> EXERCISE OBJECTIVE: The required result is one figure, the count of lines below with the string "else" in them.
++++++++++++++++++++
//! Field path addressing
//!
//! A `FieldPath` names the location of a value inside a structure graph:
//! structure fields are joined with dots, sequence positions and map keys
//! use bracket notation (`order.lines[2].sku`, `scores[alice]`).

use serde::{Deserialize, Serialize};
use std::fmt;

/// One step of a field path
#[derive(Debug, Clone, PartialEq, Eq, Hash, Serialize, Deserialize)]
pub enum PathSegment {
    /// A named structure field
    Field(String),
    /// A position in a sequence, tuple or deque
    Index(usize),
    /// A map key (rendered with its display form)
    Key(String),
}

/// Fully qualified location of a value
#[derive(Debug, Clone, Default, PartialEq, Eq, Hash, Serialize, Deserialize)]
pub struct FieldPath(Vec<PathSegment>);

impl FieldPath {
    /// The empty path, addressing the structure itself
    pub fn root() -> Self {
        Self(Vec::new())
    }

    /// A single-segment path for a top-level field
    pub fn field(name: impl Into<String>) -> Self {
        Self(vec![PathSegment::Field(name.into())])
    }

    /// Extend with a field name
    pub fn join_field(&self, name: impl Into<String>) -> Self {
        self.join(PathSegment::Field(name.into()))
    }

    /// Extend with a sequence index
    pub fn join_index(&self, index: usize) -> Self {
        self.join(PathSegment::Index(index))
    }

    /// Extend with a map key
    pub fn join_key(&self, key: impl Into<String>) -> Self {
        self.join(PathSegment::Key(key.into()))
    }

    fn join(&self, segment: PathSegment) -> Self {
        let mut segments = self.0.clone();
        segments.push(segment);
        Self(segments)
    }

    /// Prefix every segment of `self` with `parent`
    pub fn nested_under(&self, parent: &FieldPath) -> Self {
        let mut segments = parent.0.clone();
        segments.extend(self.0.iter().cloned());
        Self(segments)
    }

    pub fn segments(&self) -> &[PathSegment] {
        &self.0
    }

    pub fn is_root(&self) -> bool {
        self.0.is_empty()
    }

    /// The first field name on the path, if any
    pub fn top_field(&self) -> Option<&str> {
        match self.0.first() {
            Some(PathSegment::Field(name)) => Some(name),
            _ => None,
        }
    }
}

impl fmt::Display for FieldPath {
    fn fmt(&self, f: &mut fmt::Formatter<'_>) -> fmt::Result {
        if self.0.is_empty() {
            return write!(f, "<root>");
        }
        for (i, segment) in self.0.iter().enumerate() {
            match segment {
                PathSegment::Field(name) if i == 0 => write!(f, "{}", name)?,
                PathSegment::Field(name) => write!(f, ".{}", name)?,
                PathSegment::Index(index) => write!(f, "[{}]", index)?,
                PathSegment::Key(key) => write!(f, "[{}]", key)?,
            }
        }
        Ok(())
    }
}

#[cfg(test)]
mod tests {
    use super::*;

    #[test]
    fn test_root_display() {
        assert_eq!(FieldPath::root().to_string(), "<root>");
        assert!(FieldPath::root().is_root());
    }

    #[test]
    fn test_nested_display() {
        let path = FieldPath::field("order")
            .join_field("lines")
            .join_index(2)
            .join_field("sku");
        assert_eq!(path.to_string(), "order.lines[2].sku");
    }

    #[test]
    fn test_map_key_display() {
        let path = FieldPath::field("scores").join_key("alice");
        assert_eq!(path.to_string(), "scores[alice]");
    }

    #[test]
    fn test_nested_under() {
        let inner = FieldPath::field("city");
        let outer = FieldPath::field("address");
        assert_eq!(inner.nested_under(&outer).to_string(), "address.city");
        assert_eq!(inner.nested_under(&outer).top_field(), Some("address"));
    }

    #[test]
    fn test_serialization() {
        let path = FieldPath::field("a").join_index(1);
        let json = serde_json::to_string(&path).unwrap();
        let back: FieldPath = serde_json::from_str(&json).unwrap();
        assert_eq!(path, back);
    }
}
++++++++++++++++++++
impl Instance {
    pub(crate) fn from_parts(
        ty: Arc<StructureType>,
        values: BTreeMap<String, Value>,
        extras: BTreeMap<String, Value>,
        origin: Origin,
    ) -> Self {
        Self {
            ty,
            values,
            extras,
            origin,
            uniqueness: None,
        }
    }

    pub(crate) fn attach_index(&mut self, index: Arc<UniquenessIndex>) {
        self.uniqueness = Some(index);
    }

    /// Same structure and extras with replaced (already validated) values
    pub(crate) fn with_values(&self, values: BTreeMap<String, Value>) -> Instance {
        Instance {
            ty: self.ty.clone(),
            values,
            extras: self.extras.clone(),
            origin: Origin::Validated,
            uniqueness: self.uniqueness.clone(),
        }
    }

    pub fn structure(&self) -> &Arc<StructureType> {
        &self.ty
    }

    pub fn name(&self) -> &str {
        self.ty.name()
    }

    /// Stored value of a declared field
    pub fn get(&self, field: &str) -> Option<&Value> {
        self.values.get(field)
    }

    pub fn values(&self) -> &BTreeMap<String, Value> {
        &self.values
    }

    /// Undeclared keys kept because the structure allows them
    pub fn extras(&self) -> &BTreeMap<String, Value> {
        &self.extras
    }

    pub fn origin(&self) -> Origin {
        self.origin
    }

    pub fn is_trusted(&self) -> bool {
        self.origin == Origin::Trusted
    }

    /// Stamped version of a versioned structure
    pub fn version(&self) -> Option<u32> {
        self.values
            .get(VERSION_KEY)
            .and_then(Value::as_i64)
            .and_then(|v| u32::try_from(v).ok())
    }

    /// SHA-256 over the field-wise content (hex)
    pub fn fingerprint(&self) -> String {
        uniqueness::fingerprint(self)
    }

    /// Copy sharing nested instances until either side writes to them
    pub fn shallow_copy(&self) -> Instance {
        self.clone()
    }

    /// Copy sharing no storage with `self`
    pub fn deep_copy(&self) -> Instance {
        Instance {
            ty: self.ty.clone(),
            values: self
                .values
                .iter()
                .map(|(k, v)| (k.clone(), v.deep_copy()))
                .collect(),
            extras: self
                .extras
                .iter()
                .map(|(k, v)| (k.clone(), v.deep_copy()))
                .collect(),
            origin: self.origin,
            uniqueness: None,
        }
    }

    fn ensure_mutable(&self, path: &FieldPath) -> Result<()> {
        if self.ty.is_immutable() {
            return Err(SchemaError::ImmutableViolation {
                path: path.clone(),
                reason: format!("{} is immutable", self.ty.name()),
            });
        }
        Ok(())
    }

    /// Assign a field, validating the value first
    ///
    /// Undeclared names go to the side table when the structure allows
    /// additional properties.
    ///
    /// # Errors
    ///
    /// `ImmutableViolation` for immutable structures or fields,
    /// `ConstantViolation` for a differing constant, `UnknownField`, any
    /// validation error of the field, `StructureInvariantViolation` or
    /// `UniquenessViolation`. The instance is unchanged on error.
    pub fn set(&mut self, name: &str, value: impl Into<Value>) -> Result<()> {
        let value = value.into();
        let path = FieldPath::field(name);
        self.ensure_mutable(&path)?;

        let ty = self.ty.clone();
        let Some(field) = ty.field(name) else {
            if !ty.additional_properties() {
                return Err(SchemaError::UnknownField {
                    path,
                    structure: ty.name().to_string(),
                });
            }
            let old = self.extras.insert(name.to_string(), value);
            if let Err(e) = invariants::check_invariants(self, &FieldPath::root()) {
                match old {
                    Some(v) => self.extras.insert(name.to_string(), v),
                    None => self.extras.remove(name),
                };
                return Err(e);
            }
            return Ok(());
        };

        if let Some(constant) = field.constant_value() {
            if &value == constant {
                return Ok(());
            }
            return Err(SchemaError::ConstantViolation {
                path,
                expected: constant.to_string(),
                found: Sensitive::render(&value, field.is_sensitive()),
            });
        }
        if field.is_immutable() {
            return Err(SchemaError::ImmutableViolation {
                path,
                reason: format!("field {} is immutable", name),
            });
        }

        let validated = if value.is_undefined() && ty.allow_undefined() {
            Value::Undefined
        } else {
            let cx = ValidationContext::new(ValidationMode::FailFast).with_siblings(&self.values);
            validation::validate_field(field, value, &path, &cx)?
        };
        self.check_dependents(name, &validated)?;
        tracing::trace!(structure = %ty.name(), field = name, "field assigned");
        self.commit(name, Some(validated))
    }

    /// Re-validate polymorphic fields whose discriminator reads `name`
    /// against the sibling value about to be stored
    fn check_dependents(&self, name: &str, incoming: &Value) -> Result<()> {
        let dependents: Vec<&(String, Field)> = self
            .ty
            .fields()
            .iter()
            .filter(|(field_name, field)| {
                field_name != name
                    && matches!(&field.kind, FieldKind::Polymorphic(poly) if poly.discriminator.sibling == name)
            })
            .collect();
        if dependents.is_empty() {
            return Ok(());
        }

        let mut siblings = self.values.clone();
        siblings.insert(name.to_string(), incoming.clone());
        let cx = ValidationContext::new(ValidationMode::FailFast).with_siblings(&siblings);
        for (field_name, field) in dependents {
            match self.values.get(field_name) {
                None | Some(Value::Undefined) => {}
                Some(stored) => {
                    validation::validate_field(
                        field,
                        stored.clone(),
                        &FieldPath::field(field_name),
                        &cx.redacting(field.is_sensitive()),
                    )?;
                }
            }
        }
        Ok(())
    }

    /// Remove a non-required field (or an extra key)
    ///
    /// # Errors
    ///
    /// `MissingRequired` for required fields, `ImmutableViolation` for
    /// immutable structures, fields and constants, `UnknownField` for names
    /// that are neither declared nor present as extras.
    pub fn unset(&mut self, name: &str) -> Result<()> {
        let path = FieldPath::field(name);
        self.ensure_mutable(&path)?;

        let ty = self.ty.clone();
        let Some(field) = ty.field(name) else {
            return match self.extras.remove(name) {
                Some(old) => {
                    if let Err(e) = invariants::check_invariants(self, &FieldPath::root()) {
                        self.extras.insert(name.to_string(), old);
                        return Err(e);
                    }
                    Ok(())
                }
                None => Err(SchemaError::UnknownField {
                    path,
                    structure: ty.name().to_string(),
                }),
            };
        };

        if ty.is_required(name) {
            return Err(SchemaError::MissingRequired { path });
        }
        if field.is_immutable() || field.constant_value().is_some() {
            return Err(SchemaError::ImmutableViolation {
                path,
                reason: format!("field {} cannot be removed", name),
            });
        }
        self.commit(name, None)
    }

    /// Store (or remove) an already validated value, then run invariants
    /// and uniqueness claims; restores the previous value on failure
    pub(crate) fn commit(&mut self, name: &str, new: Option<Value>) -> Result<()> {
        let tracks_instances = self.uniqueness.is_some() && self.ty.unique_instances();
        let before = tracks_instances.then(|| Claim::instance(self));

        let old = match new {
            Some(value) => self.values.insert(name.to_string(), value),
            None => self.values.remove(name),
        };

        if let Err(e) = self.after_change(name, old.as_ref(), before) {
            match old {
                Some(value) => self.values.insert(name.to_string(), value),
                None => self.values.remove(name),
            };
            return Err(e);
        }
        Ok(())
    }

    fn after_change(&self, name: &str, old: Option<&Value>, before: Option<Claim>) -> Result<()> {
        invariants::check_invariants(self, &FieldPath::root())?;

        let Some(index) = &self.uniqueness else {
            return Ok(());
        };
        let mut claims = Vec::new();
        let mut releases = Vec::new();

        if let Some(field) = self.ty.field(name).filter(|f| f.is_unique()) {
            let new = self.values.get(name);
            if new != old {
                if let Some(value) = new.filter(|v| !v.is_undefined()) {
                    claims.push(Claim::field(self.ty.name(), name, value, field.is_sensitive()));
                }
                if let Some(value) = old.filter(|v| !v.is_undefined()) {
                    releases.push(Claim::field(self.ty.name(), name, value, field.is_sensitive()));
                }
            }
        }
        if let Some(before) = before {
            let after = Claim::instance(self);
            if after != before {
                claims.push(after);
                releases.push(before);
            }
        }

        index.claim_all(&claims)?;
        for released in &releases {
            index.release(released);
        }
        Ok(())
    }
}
++++++++++++++++++++
> ANSWER TO THIS EXERCISE: 4